**PROVIDED DATA**
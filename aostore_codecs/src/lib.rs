//! Compression backends for append-only storage blocks.
//!
//! [`BundledCodecs`] hands out one fresh context per storage session.

mod lz4_codec;
mod zlib_codec;
mod zstd_codec;

pub use lz4_codec::Lz4Codec;
pub use zlib_codec::ZlibCodec;
pub use zstd_codec::ZstdCodec;

use aostore_core::codec::{Codec, CodecProvider, CompressionKind};
use aostore_core::error::Result;
use tracing::debug;

/// Provides zstd, zlib and lz4 contexts.
#[derive(Debug, Clone, Copy, Default)]
pub struct BundledCodecs;

impl CodecProvider for BundledCodecs {
    fn create(&self, kind: CompressionKind, level: i32) -> Result<Box<dyn Codec>> {
        kind.check_level(level)?;
        debug!(codec = kind.name(), level, "creating compression context");
        Ok(match kind {
            CompressionKind::Zstd => Box::new(ZstdCodec::new(level)?),
            CompressionKind::Zlib => Box::new(ZlibCodec::new(level)),
            CompressionKind::Lz4 => Box::new(Lz4Codec::new()),
        })
    }
}
pub fn decode_small_content(
    bytes: &[u8],
    header_len: usize,
    has_checksum: bool,
    max_block_len: usize,
    version: FormatVersion,
) -> HeaderCheckResult<BlockInfo> {
    let c = decode_common(bytes, HeaderKind::SmallContent, header_len, has_checksum)?;
    let row_count = ((c.word0 >> 42) & 0x3FFF) as u32;
    let uncompressed_len = ((c.word0 >> 21) & DATA_LEN_MASK) as u32;
    let compressed_len = (c.word0 & DATA_LEN_MASK) as u32;
    let overall_block_len =
        check_lengths(header_len, uncompressed_len, compressed_len, max_block_len, version)?;
    Ok(BlockInfo {
        kind: HeaderKind::SmallContent,
        header_len,
        overall_block_len,
        executor_block_kind: c.executor_block_kind,
        row_count,
        uncompressed_len,
        compressed_len,
        first_row_num: c.first_row_num,
        content_checksum: c.content_checksum,
    })
}

pub fn decode_large_content(
    bytes: &[u8],
    header_len: usize,
    has_checksum: bool,
) -> HeaderCheckResult<BlockInfo> {
    let c = decode_common(bytes, HeaderKind::LargeContent, header_len, has_checksum)?;
    let row_count = ((c.word0 >> 30) & 0x3FF_FFFF) as u32;
    let large_len = (c.word0 & 0x3FFF_FFFF) as u32;
    if large_len == 0 {
        return Err(HeaderCheckError::ZeroLargeContentLength);
    }
    Ok(BlockInfo {
        kind: HeaderKind::LargeContent,
        header_len,
        overall_block_len: header_len,
        executor_block_kind: c.executor_block_kind,
        row_count,
        uncompressed_len: large_len,
        compressed_len: 0,
        first_row_num: c.first_row_num,
        content_checksum: c.content_checksum,
    })
}

pub fn decode_non_bulk_dense_content(
    bytes: &[u8],
    header_len: usize,
    has_checksum: bool,
    max_block_len: usize,
    version: FormatVersion,
) -> HeaderCheckResult<BlockInfo> {
    let c = decode_common(bytes, HeaderKind::NonBulkDenseContent, header_len, has_checksum)?;
    if (c.word0 >> 21) & 0x1F != 0 {
        return Err(HeaderCheckError::ReservedFieldNotZero);
    }
    let row_count = ((c.word0 >> 26) & 0x3FFF_FFFF) as u32;
    let uncompressed_len = (c.word0 & DATA_LEN_MASK) as u32;
    let overall_block_len = check_lengths(header_len, uncompressed_len, 0, max_block_len, version)?;
    Ok(BlockInfo {
        kind: HeaderKind::NonBulkDenseContent,
        header_len,
        overall_block_len,
        executor_block_kind: c.executor_block_kind,
        row_count,
        uncompressed_len,
        compressed_len: 0,
        first_row_num: c.first_row_num,
        content_checksum: c.content_checksum,
    })
}

pub fn decode_bulk_dense_content(
    bytes: &[u8],
    header_len: usize,
    has_checksum: bool,
    max_block_len: usize,
    version: FormatVersion,
) -> HeaderCheckResult<BlockInfo> {
    let c = decode_common(bytes, HeaderKind::BulkDenseContent, header_len, has_checksum)?;
    let word1 = read_word(bytes, REGULAR_HEADER_SIZE);
    if (c.word0 >> 21) & 0x1F != 0 || word1 >> 21 != 0 {
        return Err(HeaderCheckError::ReservedFieldNotZero);
    }
    let row_count = ((c.word0 >> 26) & 0x3FFF_FFFF) as u32;
    let uncompressed_len = (c.word0 & DATA_LEN_MASK) as u32;
    let compressed_len = (word1 & DATA_LEN_MASK) as u32;
    let overall_block_len =
        check_lengths(header_len, uncompressed_len, compressed_len, max_block_len, version)?;
    Ok(BlockInfo {
        kind: HeaderKind::BulkDenseContent,
        header_len,
        overall_block_len,
        executor_block_kind: c.executor_block_kind,
        row_count,
        uncompressed_len,
        compressed_len,
        first_row_num: c.first_row_num,
        content_checksum: c.content_checksum,
    })
}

**WORK TO COMPLETE**
Please give each line above again, word for word.

**SOLUTION FOR THIS PROBLEM**
filename aostore_codecs/src/lib.rs
//! Compression backends for append-only storage blocks.
//!
//! [`BundledCodecs`] hands out one fresh context per storage session.

mod lz4_codec;
mod zlib_codec;
mod zstd_codec;

pub use lz4_codec::Lz4Codec;
pub use zlib_codec::ZlibCodec;
pub use zstd_codec::ZstdCodec;

use aostore_core::codec::{Codec, CodecProvider, CompressionKind};
use aostore_core::error::Result;
use tracing::debug;

/// Provides zstd, zlib and lz4 contexts.
#[derive(Debug, Clone, Copy, Default)]
pub struct BundledCodecs;

impl CodecProvider for BundledCodecs {
    fn create(&self, kind: CompressionKind, level: i32) -> Result<Box<dyn Codec>> {
        kind.check_level(level)?;
        debug!(codec = kind.name(), level, "creating compression context");
        Ok(match kind {
            CompressionKind::Zstd => Box::new(ZstdCodec::new(level)?),
            CompressionKind::Zlib => Box::new(ZlibCodec::new(level)),
            CompressionKind::Lz4 => Box::new(Lz4Codec::new()),
        })
    }
}
pub fn decode_small_content(
    bytes: &[u8],
    header_len: usize,
    has_checksum: bool,
    max_block_len: usize,
    version: FormatVersion,
) -> HeaderCheckResult<BlockInfo> {
    let c = decode_common(bytes, HeaderKind::SmallContent, header_len, has_checksum)?;
    let row_count = ((c.word0 >> 42) & 0x3FFF) as u32;
    let uncompressed_len = ((c.word0 >> 21) & DATA_LEN_MASK) as u32;
    let compressed_len = (c.word0 & DATA_LEN_MASK) as u32;
    let overall_block_len =
        check_lengths(header_len, uncompressed_len, compressed_len, max_block_len, version)?;
    Ok(BlockInfo {
        kind: HeaderKind::SmallContent,
        header_len,
        overall_block_len,
        executor_block_kind: c.executor_block_kind,
        row_count,
        uncompressed_len,
        compressed_len,
        first_row_num: c.first_row_num,
        content_checksum: c.content_checksum,
    })
}

pub fn decode_large_content(
    bytes: &[u8],
    header_len: usize,
    has_checksum: bool,
) -> HeaderCheckResult<BlockInfo> {
    let c = decode_common(bytes, HeaderKind::LargeContent, header_len, has_checksum)?;
    let row_count = ((c.word0 >> 30) & 0x3FF_FFFF) as u32;
    let large_len = (c.word0 & 0x3FFF_FFFF) as u32;
    if large_len == 0 {
        return Err(HeaderCheckError::ZeroLargeContentLength);
    }
    Ok(BlockInfo {
        kind: HeaderKind::LargeContent,
        header_len,
        overall_block_len: header_len,
        executor_block_kind: c.executor_block_kind,
        row_count,
        uncompressed_len: large_len,
        compressed_len: 0,
        first_row_num: c.first_row_num,
        content_checksum: c.content_checksum,
    })
}

pub fn decode_non_bulk_dense_content(
    bytes: &[u8],
    header_len: usize,
    has_checksum: bool,
    max_block_len: usize,
    version: FormatVersion,
) -> HeaderCheckResult<BlockInfo> {
    let c = decode_common(bytes, HeaderKind::NonBulkDenseContent, header_len, has_checksum)?;
    if (c.word0 >> 21) & 0x1F != 0 {
        return Err(HeaderCheckError::ReservedFieldNotZero);
    }
    let row_count = ((c.word0 >> 26) & 0x3FFF_FFFF) as u32;
    let uncompressed_len = (c.word0 & DATA_LEN_MASK) as u32;
    let overall_block_len = check_lengths(header_len, uncompressed_len, 0, max_block_len, version)?;
    Ok(BlockInfo {
        kind: HeaderKind::NonBulkDenseContent,
        header_len,
        overall_block_len,
        executor_block_kind: c.executor_block_kind,
        row_count,
        uncompressed_len,
        compressed_len: 0,
        first_row_num: c.first_row_num,
        content_checksum: c.content_checksum,
    })
}

pub fn decode_bulk_dense_content(
    bytes: &[u8],
    header_len: usize,
    has_checksum: bool,
    max_block_len: usize,
    version: FormatVersion,
) -> HeaderCheckResult<BlockInfo> {
    let c = decode_common(bytes, HeaderKind::BulkDenseContent, header_len, has_checksum)?;
    let word1 = read_word(bytes, REGULAR_HEADER_SIZE);
    if (c.word0 >> 21) & 0x1F != 0 || word1 >> 21 != 0 {
        return Err(HeaderCheckError::ReservedFieldNotZero);
    }
    let row_count = ((c.word0 >> 26) & 0x3FFF_FFFF) as u32;
    let uncompressed_len = (c.word0 & DATA_LEN_MASK) as u32;
    let compressed_len = (word1 & DATA_LEN_MASK) as u32;
    let overall_block_len =
        check_lengths(header_len, uncompressed_len, compressed_len, max_block_len, version)?;
    Ok(BlockInfo {
        kind: HeaderKind::BulkDenseContent,
        header_len,
        overall_block_len,
        executor_block_kind: c.executor_block_kind,
        row_count,
        uncompressed_len,
        compressed_len,
        first_row_num: c.first_row_num,
        content_checksum: c.content_checksum,
    })
}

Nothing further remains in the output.